◆ Brief: Here are some records. Repeat them all exactly.

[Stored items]
==*==
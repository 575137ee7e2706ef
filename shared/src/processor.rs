//! Minimal wire types for the payment processor's REST API and webhook
//! envelope. Only the fields this service actually reads are modeled; the
//! processor is free to send more.

use crate::money::Cents;
use crate::status::PaymentStatus;
use serde::{Deserialize, Serialize};
use std::collections::HashMap;

/// Request to reserve funds on the customer's payment method without
/// capturing them. `capture_method` is always `manual`; capture is a
/// separate, explicit step tied to job completion.
#[derive(Debug, Clone, Serialize)]
pub struct HoldRequest {
    pub amount: Cents,
    pub currency: String,
    pub capture_method: String,
    #[serde(skip_serializing_if = "Option::is_none")]
    pub customer: Option<String>,
    #[serde(skip_serializing_if = "Option::is_none")]
    pub payment_method: Option<String>,
    /// Connected account that receives the mechanic's share on capture.
    #[serde(skip_serializing_if = "Option::is_none")]
    pub transfer_destination: Option<String>,
    #[serde(skip_serializing_if = "Option::is_none")]
    pub transfer_amount: Option<Cents>,
    pub metadata: HashMap<String, String>,
    #[serde(skip_serializing_if = "Option::is_none")]
    pub description: Option<String>,
}

/// An authorization hold as the processor reports it.
#[derive(Debug, Clone, Serialize, Deserialize)]
pub struct Hold {
    pub id: String,
    pub status: String,
    pub amount: Cents,
    pub currency: String,
    #[serde(skip_serializing_if = "Option::is_none")]
    pub client_secret: Option<String>,
    #[serde(skip_serializing_if = "Option::is_none")]
    pub latest_charge: Option<String>,
    #[serde(default)]
    pub metadata: HashMap<String, String>,
    #[serde(skip_serializing_if = "Option::is_none")]
    pub last_error_message: Option<String>,
}

impl Hold {
    /// Processor hold states map onto the payment state machine; anything
    /// unrecognized stays `pending` until a webhook settles it.
    pub fn internal_status(&self) -> PaymentStatus {
        match self.status.as_str() {
            "requires_capture" => PaymentStatus::Authorized,
            "requires_action" => PaymentStatus::RequiresAction,
            "processing" => PaymentStatus::Processing,
            "succeeded" => PaymentStatus::Succeeded,
            "canceled" => PaymentStatus::Cancelled,
            _ => PaymentStatus::Pending,
        }
    }

    /// Funds are reserved and waiting for an explicit capture.
    pub fn is_authorized(&self) -> bool {
        self.status == "requires_capture"
    }
}

#[derive(Debug, Clone, Serialize)]
pub struct TransferRequest {
    pub amount: Cents,
    pub currency: String,
    pub destination: String,
    #[serde(skip_serializing_if = "Option::is_none")]
    pub description: Option<String>,
    pub metadata: HashMap<String, String>,
}

#[derive(Debug, Clone, Serialize, Deserialize)]
pub struct Transfer {
    pub id: String,
    pub amount: Cents,
    pub currency: String,
    pub destination: String,
    #[serde(skip_serializing_if = "Option::is_none")]
    pub reversed: Option<bool>,
    #[serde(default)]
    pub metadata: HashMap<String, String>,
}

#[derive(Debug, Clone, Serialize, Deserialize)]
pub struct ConnectedAccount {
    pub id: String,
    #[serde(default)]
    pub charges_enabled: bool,
    #[serde(default)]
    pub payouts_enabled: bool,
    #[serde(default)]
    pub details_submitted: bool,
}

#[derive(Debug, Clone, Serialize, Deserialize)]
pub struct Payout {
    pub id: String,
    pub amount: Cents,
    pub currency: String,
    pub destination: String,
    pub status: String,
    /// Unix seconds when the funds land in the bank account.
    #[serde(skip_serializing_if = "Option::is_none")]
    pub arrival_date: Option<i64>,
}

#[derive(Debug, Clone, Serialize, Deserialize)]
pub struct ProcessorCharge {
    pub id: String,
    #[serde(skip_serializing_if = "Option::is_none")]
    pub payment_intent: Option<String>,
    #[serde(skip_serializing_if = "Option::is_none")]
    pub amount_refunded: Option<Cents>,
    #[serde(skip_serializing_if = "Option::is_none")]
    pub refunded: Option<bool>,
}

#[derive(Debug, Clone, Serialize, Deserialize)]
pub struct Dispute {
    pub id: String,
    pub charge: String,
}

#[derive(Debug, Clone, Serialize, Deserialize)]
pub struct PaymentMethodRef {
    pub id: String,
    #[serde(skip_serializing_if = "Option::is_none")]
    pub customer: Option<String>,
}

/// Webhook event envelope: `{id, type, data: {object}}`.
#[derive(Debug, Clone, Serialize, Deserialize)]
pub struct ProcessorEvent {
    pub id: String,
    #[serde(rename = "type")]
    pub event_type: String,
    pub data: EventData,
    #[serde(skip_serializing_if = "Option::is_none")]
    pub created: Option<i64>,
    #[serde(skip_serializing_if = "Option::is_none")]
    pub livemode: Option<bool>,
}

#[derive(Debug, Clone, Serialize, Deserialize)]
pub struct EventData {
    pub object: serde_json::Value,
}

impl ProcessorEvent {
    /// Decode the inner object into the expected shape for this event type.
    pub fn object<T: serde::de::DeserializeOwned>(&self) -> Result<T, serde_json::Error> {
        serde_json::from_value(self.data.object.clone())
    }
}

#[cfg(test)]
mod tests {
    use super::*;

    #[test]
    fn hold_status_maps_to_payment_status() {
        let mut hold = Hold {
            id: "hold_1".into(),
            status: "requires_capture".into(),
            amount: Cents(11000),
            currency: "usd".into(),
            client_secret: None,
            latest_charge: None,
            metadata: HashMap::new(),
            last_error_message: None,
        };
        assert_eq!(hold.internal_status(), PaymentStatus::Authorized);
        assert!(hold.is_authorized());

        hold.status = "requires_action".into();
        assert_eq!(hold.internal_status(), PaymentStatus::RequiresAction);

        hold.status = "requires_confirmation".into();
        assert_eq!(hold.internal_status(), PaymentStatus::Pending);
        assert!(!hold.is_authorized());
    }

    #[test]
    fn event_envelope_parses_and_decodes() {
        let raw = r#"{
            "id": "evt_42",
            "type": "hold.succeeded",
            "created": 1700000000,
            "data": {"object": {"id": "hold_9", "status": "succeeded",
                                 "amount": 11000, "currency": "usd"}}
        }"#;
        let evt: ProcessorEvent = serde_json::from_str(raw).unwrap();
        assert_eq!(evt.id, "evt_42");
        assert_eq!(evt.event_type, "hold.succeeded");
        let hold: Hold = evt.object().unwrap();
        assert_eq!(hold.amount, Cents(11000));
        assert_eq!(hold.internal_status(), PaymentStatus::Succeeded);
    }
}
==*==
◆ Answer space:
repository 575137ee7e2706ef
filename shared/src/processor.rs
//! Minimal wire types for the payment processor's REST API and webhook
//! envelope. Only the fields this service actually reads are modeled; the
//! processor is free to send more.

use crate::money::Cents;
use crate::status::PaymentStatus;
use serde::{Deserialize, Serialize};
use std::collections::HashMap;

/// Request to reserve funds on the customer's payment method without
/// capturing them. `capture_method` is always `manual`; capture is a
/// separate, explicit step tied to job completion.
#[derive(Debug, Clone, Serialize)]
pub struct HoldRequest {
    pub amount: Cents,
    pub currency: String,
    pub capture_method: String,
    #[serde(skip_serializing_if = "Option::is_none")]
    pub customer: Option<String>,
    #[serde(skip_serializing_if = "Option::is_none")]
    pub payment_method: Option<String>,
    /// Connected account that receives the mechanic's share on capture.
    #[serde(skip_serializing_if = "Option::is_none")]
    pub transfer_destination: Option<String>,
    #[serde(skip_serializing_if = "Option::is_none")]
    pub transfer_amount: Option<Cents>,
    pub metadata: HashMap<String, String>,
    #[serde(skip_serializing_if = "Option::is_none")]
    pub description: Option<String>,
}

/// An authorization hold as the processor reports it.
#[derive(Debug, Clone, Serialize, Deserialize)]
pub struct Hold {
    pub id: String,
    pub status: String,
    pub amount: Cents,
    pub currency: String,
    #[serde(skip_serializing_if = "Option::is_none")]
    pub client_secret: Option<String>,
    #[serde(skip_serializing_if = "Option::is_none")]
    pub latest_charge: Option<String>,
    #[serde(default)]
    pub metadata: HashMap<String, String>,
    #[serde(skip_serializing_if = "Option::is_none")]
    pub last_error_message: Option<String>,
}

impl Hold {
    /// Processor hold states map onto the payment state machine; anything
    /// unrecognized stays `pending` until a webhook settles it.
    pub fn internal_status(&self) -> PaymentStatus {
        match self.status.as_str() {
            "requires_capture" => PaymentStatus::Authorized,
            "requires_action" => PaymentStatus::RequiresAction,
            "processing" => PaymentStatus::Processing,
            "succeeded" => PaymentStatus::Succeeded,
            "canceled" => PaymentStatus::Cancelled,
            _ => PaymentStatus::Pending,
        }
    }

    /// Funds are reserved and waiting for an explicit capture.
    pub fn is_authorized(&self) -> bool {
        self.status == "requires_capture"
    }
}

#[derive(Debug, Clone, Serialize)]
pub struct TransferRequest {
    pub amount: Cents,
    pub currency: String,
    pub destination: String,
    #[serde(skip_serializing_if = "Option::is_none")]
    pub description: Option<String>,
    pub metadata: HashMap<String, String>,
}

#[derive(Debug, Clone, Serialize, Deserialize)]
pub struct Transfer {
    pub id: String,
    pub amount: Cents,
    pub currency: String,
    pub destination: String,
    #[serde(skip_serializing_if = "Option::is_none")]
    pub reversed: Option<bool>,
    #[serde(default)]
    pub metadata: HashMap<String, String>,
}

#[derive(Debug, Clone, Serialize, Deserialize)]
pub struct ConnectedAccount {
    pub id: String,
    #[serde(default)]
    pub charges_enabled: bool,
    #[serde(default)]
    pub payouts_enabled: bool,
    #[serde(default)]
    pub details_submitted: bool,
}

#[derive(Debug, Clone, Serialize, Deserialize)]
pub struct Payout {
    pub id: String,
    pub amount: Cents,
    pub currency: String,
    pub destination: String,
    pub status: String,
    /// Unix seconds when the funds land in the bank account.
    #[serde(skip_serializing_if = "Option::is_none")]
    pub arrival_date: Option<i64>,
}

#[derive(Debug, Clone, Serialize, Deserialize)]
pub struct ProcessorCharge {
    pub id: String,
    #[serde(skip_serializing_if = "Option::is_none")]
    pub payment_intent: Option<String>,
    #[serde(skip_serializing_if = "Option::is_none")]
    pub amount_refunded: Option<Cents>,
    #[serde(skip_serializing_if = "Option::is_none")]
    pub refunded: Option<bool>,
}

#[derive(Debug, Clone, Serialize, Deserialize)]
pub struct Dispute {
    pub id: String,
    pub charge: String,
}

#[derive(Debug, Clone, Serialize, Deserialize)]
pub struct PaymentMethodRef {
    pub id: String,
    #[serde(skip_serializing_if = "Option::is_none")]
    pub customer: Option<String>,
}

/// Webhook event envelope: `{id, type, data: {object}}`.
#[derive(Debug, Clone, Serialize, Deserialize)]
pub struct ProcessorEvent {
    pub id: String,
    #[serde(rename = "type")]
    pub event_type: String,
    pub data: EventData,
    #[serde(skip_serializing_if = "Option::is_none")]
    pub created: Option<i64>,
    #[serde(skip_serializing_if = "Option::is_none")]
    pub livemode: Option<bool>,
}

#[derive(Debug, Clone, Serialize, Deserialize)]
pub struct EventData {
    pub object: serde_json::Value,
}

impl ProcessorEvent {
    /// Decode the inner object into the expected shape for this event type.
    pub fn object<T: serde::de::DeserializeOwned>(&self) -> Result<T, serde_json::Error> {
        serde_json::from_value(self.data.object.clone())
    }
}

#[cfg(test)]
mod tests {
    use super::*;

    #[test]
    fn hold_status_maps_to_payment_status() {
        let mut hold = Hold {
            id: "hold_1".into(),
            status: "requires_capture".into(),
            amount: Cents(11000),
            currency: "usd".into(),
            client_secret: None,
            latest_charge: None,
            metadata: HashMap::new(),
            last_error_message: None,
        };
        assert_eq!(hold.internal_status(), PaymentStatus::Authorized);
        assert!(hold.is_authorized());

        hold.status = "requires_action".into();
        assert_eq!(hold.internal_status(), PaymentStatus::RequiresAction);

        hold.status = "requires_confirmation".into();
        assert_eq!(hold.internal_status(), PaymentStatus::Pending);
        assert!(!hold.is_authorized());
    }

    #[test]
    fn event_envelope_parses_and_decodes() {
        let raw = r#"{
            "id": "evt_42",
            "type": "hold.succeeded",
            "created": 1700000000,
            "data": {"object": {"id": "hold_9", "status": "succeeded",
                                 "amount": 11000, "currency": "usd"}}
        }"#;
        let evt: ProcessorEvent = serde_json::from_str(raw).unwrap();
        assert_eq!(evt.id, "evt_42");
        assert_eq!(evt.event_type, "hold.succeeded");
        let hold: Hold = evt.object().unwrap();
        assert_eq!(hold.amount, Cents(11000));
        assert_eq!(hold.internal_status(), PaymentStatus::Succeeded);
    }
}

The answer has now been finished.